▶ _EXERCISE PROMPT_:
Write each entry out again exactly as it was given.

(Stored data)
━━━━

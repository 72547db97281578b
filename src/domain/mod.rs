//! Core domain types and logic.
//!
//! Nothing in here touches the database or the network; the adapters feed
//! records in and persist what comes out.

pub mod error;
pub mod settings;
pub mod money;
pub mod user;
pub mod stock;
pub mod portfolio;
pub mod execution;
pub mod tokens;
pub mod budget;
pub mod analysis;
pub mod goals;
pub mod progress;
pub mod content;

━━━━

▶ _RESULT FOR THIS TASK_:
repository 72547db97281578b
filename src/domain/mod.rs
//! Core domain types and logic.
//!
//! Nothing in here touches the database or the network; the adapters feed
//! records in and persist what comes out.

pub mod error;
pub mod settings;
pub mod money;
pub mod user;
pub mod stock;
pub mod portfolio;
pub mod execution;
pub mod tokens;
pub mod budget;
pub mod analysis;
pub mod goals;
pub mod progress;
pub mod content;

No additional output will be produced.